=== EXERCISE INPUT ===
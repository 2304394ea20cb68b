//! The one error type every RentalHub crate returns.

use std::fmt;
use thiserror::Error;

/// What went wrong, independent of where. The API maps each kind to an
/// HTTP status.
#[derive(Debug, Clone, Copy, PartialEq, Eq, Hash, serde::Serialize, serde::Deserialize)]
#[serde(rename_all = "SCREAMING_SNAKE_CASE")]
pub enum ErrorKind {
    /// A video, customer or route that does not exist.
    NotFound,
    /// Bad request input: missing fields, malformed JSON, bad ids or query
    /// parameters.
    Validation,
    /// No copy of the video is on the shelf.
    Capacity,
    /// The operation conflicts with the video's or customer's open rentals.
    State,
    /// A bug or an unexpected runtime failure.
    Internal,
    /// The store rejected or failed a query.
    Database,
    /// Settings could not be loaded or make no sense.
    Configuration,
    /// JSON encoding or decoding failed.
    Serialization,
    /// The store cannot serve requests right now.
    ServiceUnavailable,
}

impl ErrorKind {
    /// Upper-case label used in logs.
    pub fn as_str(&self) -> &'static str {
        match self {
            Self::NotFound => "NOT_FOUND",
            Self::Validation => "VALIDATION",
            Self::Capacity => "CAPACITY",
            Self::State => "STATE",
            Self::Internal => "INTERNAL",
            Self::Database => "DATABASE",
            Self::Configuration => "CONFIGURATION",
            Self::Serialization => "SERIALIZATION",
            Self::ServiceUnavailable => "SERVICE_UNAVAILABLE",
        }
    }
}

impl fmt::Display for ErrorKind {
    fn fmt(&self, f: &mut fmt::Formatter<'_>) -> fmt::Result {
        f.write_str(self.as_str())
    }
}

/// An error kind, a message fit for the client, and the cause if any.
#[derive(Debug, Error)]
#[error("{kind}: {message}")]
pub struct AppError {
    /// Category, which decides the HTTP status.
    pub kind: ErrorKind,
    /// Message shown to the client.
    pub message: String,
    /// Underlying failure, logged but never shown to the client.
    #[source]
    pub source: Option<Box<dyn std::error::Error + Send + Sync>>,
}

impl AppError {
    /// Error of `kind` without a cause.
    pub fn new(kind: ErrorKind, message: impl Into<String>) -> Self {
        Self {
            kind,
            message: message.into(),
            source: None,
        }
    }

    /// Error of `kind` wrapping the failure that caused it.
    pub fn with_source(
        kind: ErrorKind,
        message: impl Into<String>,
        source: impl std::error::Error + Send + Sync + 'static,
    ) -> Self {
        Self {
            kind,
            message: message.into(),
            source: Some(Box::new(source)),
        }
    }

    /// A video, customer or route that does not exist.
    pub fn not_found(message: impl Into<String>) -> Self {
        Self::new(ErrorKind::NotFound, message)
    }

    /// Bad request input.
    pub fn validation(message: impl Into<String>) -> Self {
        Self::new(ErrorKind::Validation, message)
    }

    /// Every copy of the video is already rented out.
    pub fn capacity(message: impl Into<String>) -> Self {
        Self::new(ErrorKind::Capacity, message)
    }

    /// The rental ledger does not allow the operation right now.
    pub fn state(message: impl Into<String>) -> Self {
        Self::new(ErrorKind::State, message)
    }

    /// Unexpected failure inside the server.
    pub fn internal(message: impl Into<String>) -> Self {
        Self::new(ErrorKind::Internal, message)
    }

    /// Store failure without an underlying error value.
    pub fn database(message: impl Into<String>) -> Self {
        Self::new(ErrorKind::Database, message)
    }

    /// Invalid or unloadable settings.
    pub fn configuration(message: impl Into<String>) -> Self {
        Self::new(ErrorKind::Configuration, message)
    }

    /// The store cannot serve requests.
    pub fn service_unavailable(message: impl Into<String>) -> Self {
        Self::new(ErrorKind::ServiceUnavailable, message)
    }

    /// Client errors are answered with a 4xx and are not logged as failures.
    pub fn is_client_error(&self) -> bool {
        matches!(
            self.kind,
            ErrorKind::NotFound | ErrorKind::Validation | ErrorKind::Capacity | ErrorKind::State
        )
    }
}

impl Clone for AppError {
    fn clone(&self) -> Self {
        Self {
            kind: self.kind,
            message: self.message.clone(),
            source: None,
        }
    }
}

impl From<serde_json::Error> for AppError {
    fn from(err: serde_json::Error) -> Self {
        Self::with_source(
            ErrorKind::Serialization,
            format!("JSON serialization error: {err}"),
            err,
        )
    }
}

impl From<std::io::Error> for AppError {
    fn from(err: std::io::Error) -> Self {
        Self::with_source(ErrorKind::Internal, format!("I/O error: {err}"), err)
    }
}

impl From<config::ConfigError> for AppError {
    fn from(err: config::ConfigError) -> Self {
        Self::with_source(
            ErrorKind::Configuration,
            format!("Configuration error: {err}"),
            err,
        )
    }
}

=== THE PROBLEM ===
Every line holding the word "failed" should be copied out of the material.

=== REPLY TO THE EXERCISE ===
    /// The store rejected or failed a query.
    /// JSON encoding or decoding failed.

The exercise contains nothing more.